Stored data entries
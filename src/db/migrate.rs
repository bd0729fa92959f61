use crate::db::aggregate;
use crate::db::log::ttlog;
use crate::db::settings::rate_key;
use crate::errors::{AppError, AppResult};
use chrono::Local;
use rusqlite::{Connection, OptionalExtension, Transaction, TransactionBehavior, params};
use std::fs::{self, File};
use std::io::Write;
use std::path::Path;
use zip::write::FileOptions;
use zip::{CompressionMethod, ZipWriter};

const LEGACY_RATES_VERSION: &str = "20250301_0001_project_rates_to_settings";

/// Ensure that the `log` table exists with the modern schema.
fn ensure_log_table(conn: &Connection) -> AppResult<()> {
    conn.execute_batch(
        r#"
        CREATE TABLE IF NOT EXISTS log (
            id        INTEGER PRIMARY KEY AUTOINCREMENT,
            date      TEXT NOT NULL,
            operation TEXT NOT NULL,
            target    TEXT DEFAULT '',
            message   TEXT NOT NULL
        );
        "#,
    )?;
    Ok(())
}

fn table_exists(conn: &Connection, table: &str) -> AppResult<bool> {
    let mut stmt = conn.prepare("SELECT name FROM sqlite_master WHERE type='table' AND name=?1")?;
    let exists: Option<String> = stmt.query_row([table], |row| row.get(0)).optional()?;
    Ok(exists.is_some())
}

fn column_exists(conn: &Connection, table: &str, column: &str) -> AppResult<bool> {
    let mut stmt = conn.prepare(&format!("PRAGMA table_info('{table}')"))?;
    let cols = stmt.query_map([], |row| row.get::<_, String>(1))?;

    for c in cols {
        if c? == column {
            return Ok(true);
        }
    }
    Ok(false)
}

fn migration_applied(conn: &Connection, version: &str) -> AppResult<bool> {
    if !table_exists(conn, "log")? {
        return Ok(false);
    }
    let mut chk = conn.prepare(
        "SELECT 1 FROM log
         WHERE operation = 'migration_applied' AND target = ?1
         LIMIT 1",
    )?;
    Ok(chk.query_row([version], |_| Ok(())).optional()?.is_some())
}

/// Create every table of the current layout that does not exist yet.
fn create_baseline_tables(conn: &Connection) -> AppResult<()> {
    conn.execute_batch(
        r#"
        CREATE TABLE IF NOT EXISTS projects (
            id          INTEGER PRIMARY KEY AUTOINCREMENT,
            name        TEXT UNIQUE NOT NULL,
            created_at  TEXT NOT NULL DEFAULT ''
        );

        CREATE TABLE IF NOT EXISTS time_entries (
            id           INTEGER PRIMARY KEY AUTOINCREMENT,
            project_id   INTEGER NOT NULL,
            date         TEXT NOT NULL,
            start_time   TEXT NOT NULL,
            end_time     TEXT NOT NULL,
            duration     REAL NOT NULL,
            hourly_rate  REAL,
            cost         REAL,
            description  TEXT DEFAULT '',
            FOREIGN KEY (project_id) REFERENCES projects(id) ON DELETE CASCADE
        );

        CREATE TABLE IF NOT EXISTS timers (
            timer_id      TEXT PRIMARY KEY,
            project_id    INTEGER NOT NULL,
            start_time    TEXT NOT NULL,
            elapsed_time  REAL DEFAULT 0,
            is_running    INTEGER DEFAULT 1,
            FOREIGN KEY (project_id) REFERENCES projects(id) ON DELETE CASCADE
        );

        CREATE TABLE IF NOT EXISTS settings (
            key    TEXT PRIMARY KEY,
            value  TEXT NOT NULL
        );

        CREATE TABLE IF NOT EXISTS ledger (
            date     TEXT NOT NULL,
            project  TEXT NOT NULL,
            hours    REAL NOT NULL,
            PRIMARY KEY (date, project)
        );

        CREATE TABLE IF NOT EXISTS analytics (
            position   INTEGER PRIMARY KEY,
            project    TEXT NOT NULL,
            hours      REAL NOT NULL,
            rate       REAL NOT NULL,
            cost       REAL NOT NULL,
            pct_hours  REAL NOT NULL,
            pct_cost   REAL NOT NULL,
            is_total   INTEGER NOT NULL DEFAULT 0
        );
        "#,
    )?;
    Ok(())
}

fn create_indices(conn: &Connection) -> AppResult<()> {
    conn.execute_batch(
        r#"
        CREATE INDEX IF NOT EXISTS idx_time_entries_project_date ON time_entries(project_id, date);
        CREATE INDEX IF NOT EXISTS idx_time_entries_date ON time_entries(date);
        CREATE INDEX IF NOT EXISTS idx_timers_project ON timers(project_id);
        "#,
    )?;
    Ok(())
}

/// Older files lack the columns that pin rate and cost at save time.
/// Historical rows keep NULL and are priced at read time.
fn migrate_entry_pricing_columns(conn: &Connection) -> AppResult<()> {
    if !column_exists(conn, "time_entries", "hourly_rate")? {
        conn.execute("ALTER TABLE time_entries ADD COLUMN hourly_rate REAL", [])?;
        tracing::info!("added time_entries.hourly_rate column");
    }
    if !column_exists(conn, "time_entries", "cost")? {
        conn.execute("ALTER TABLE time_entries ADD COLUMN cost REAL", [])?;
        tracing::info!("added time_entries.cost column");
    }
    if !column_exists(conn, "projects", "created_at")? {
        conn.execute(
            "ALTER TABLE projects ADD COLUMN created_at TEXT NOT NULL DEFAULT ''",
            [],
        )?;
    }
    Ok(())
}

fn backup_before_migration(conn: &Connection) -> AppResult<()> {
    let db_path: String = conn
        .query_row("PRAGMA database_list;", [], |row| row.get::<_, String>(2))
        .unwrap_or_default();
    if db_path.is_empty() {
        tracing::warn!("could not determine data file path, backup skipped");
        return Ok(());
    }
    let db_path = db_path.as_str();

    let backup_name = format!(
        "{}-backup_before_rate_migration.zip",
        Local::now().format("%Y%m%d_%H%M%S")
    );

    let backup_path = Path::new(db_path)
        .parent()
        .map(|p| p.join(&backup_name))
        .ok_or_else(|| AppError::Migration(format!("no parent directory for {db_path}")))?;

    let file = File::create(&backup_path)?;
    let mut zip = ZipWriter::new(file);

    let options: FileOptions<'_, ()> =
        FileOptions::default().compression_method(CompressionMethod::Deflated);

    let entry_name = Path::new(db_path)
        .file_name()
        .map(|n| n.to_string_lossy().to_string())
        .unwrap_or_else(|| "database.sqlite".to_string());

    zip.start_file(entry_name, options)
        .map_err(|e| AppError::Migration(format!("Backup failed (start_file): {e}")))?;

    let db_content = fs::read(db_path)?;
    zip.write_all(&db_content)?;

    zip.finish()
        .map_err(|e| AppError::Migration(format!("Backup failed (finish): {e}")))?;

    tracing::info!(backup = %backup_path.display(), "backup written before migration");
    Ok(())
}

/// Rates used to live in `projects.hourly_rate`. They are copied into the
/// settings table once, and only while the settings table is still empty so
/// values set by hand are never overwritten.
fn legacy_rates_pending(conn: &Connection) -> AppResult<bool> {
    if !table_exists(conn, "projects")? || !column_exists(conn, "projects", "hourly_rate")? {
        return Ok(false);
    }
    if migration_applied(conn, LEGACY_RATES_VERSION)? {
        return Ok(false);
    }
    if !table_exists(conn, "settings")? {
        return Ok(true);
    }
    let settings_count: i64 = conn.query_row("SELECT COUNT(*) FROM settings", [], |r| r.get(0))?;
    Ok(settings_count == 0)
}

/// Copy the legacy rates. Returns whether anything was copied.
fn migrate_legacy_project_rates(conn: &Connection) -> AppResult<bool> {
    if !legacy_rates_pending(conn)? {
        return Ok(false);
    }

    tracing::warn!("legacy rate layout detected, migrating rates to settings");

    let rates: Vec<(String, f64)> = {
        let mut stmt = conn.prepare("SELECT name, COALESCE(hourly_rate, 0) FROM projects")?;
        let rows = stmt.query_map([], |row| Ok((row.get(0)?, row.get(1)?)))?;

        let mut v = Vec::new();
        for r in rows {
            v.push(r?);
        }
        v
    };

    for (name, rate) in &rates {
        conn.execute(
            "INSERT OR IGNORE INTO settings (key, value) VALUES (?1, ?2)",
            params![rate_key(name), rate.to_string()],
        )?;
    }

    ttlog(
        conn,
        "migration_applied",
        LEGACY_RATES_VERSION,
        &format!("Copied {} project rates into settings", rates.len()),
    )?;

    Ok(true)
}

const REQUIRED_TABLES: [&str; 7] = [
    "log",
    "projects",
    "time_entries",
    "timers",
    "settings",
    "ledger",
    "analytics",
];

/// True when the file already has the current layout and nothing is left to
/// migrate. Only reads, so it never contends for the write lock.
fn schema_is_current(conn: &Connection) -> AppResult<bool> {
    for table in REQUIRED_TABLES {
        if !table_exists(conn, table)? {
            return Ok(false);
        }
    }
    Ok(column_exists(conn, "time_entries", "hourly_rate")?
        && column_exists(conn, "time_entries", "cost")?
        && column_exists(conn, "projects", "created_at")?
        && !legacy_rates_pending(conn)?)
}

/// Public entry point: run all pending migrations.
///
/// Invoked by db::initialize::init_db() when a data file is first opened.
/// Pending work runs in one IMMEDIATE transaction: the file either reaches
/// the current layout or stays as it was. The backup is taken before that.
pub fn run_pending_migrations(conn: &Connection) -> AppResult<()> {
    if schema_is_current(conn)? {
        return Ok(());
    }

    if legacy_rates_pending(conn)? {
        backup_before_migration(conn)?;
    }

    let tx = Transaction::new_unchecked(conn, TransactionBehavior::Immediate)?;

    ensure_log_table(&tx)?;

    let fresh = !table_exists(&tx, "projects")?;

    create_baseline_tables(&tx)?;

    create_indices(&tx)?;

    if !fresh {
        migrate_entry_pricing_columns(&tx)?;
        if migrate_legacy_project_rates(&tx)? {
            // derived tables of an old file start empty
            aggregate::rebuild(&tx)?;
        }
    }

    tx.commit()?;
    Ok(())
}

→ Task to complete
If a line in the records above contains the string "ZipWriter", copy that line out.

→ Your response
use zip::{CompressionMethod, ZipWriter};
    let mut zip = ZipWriter::new(file);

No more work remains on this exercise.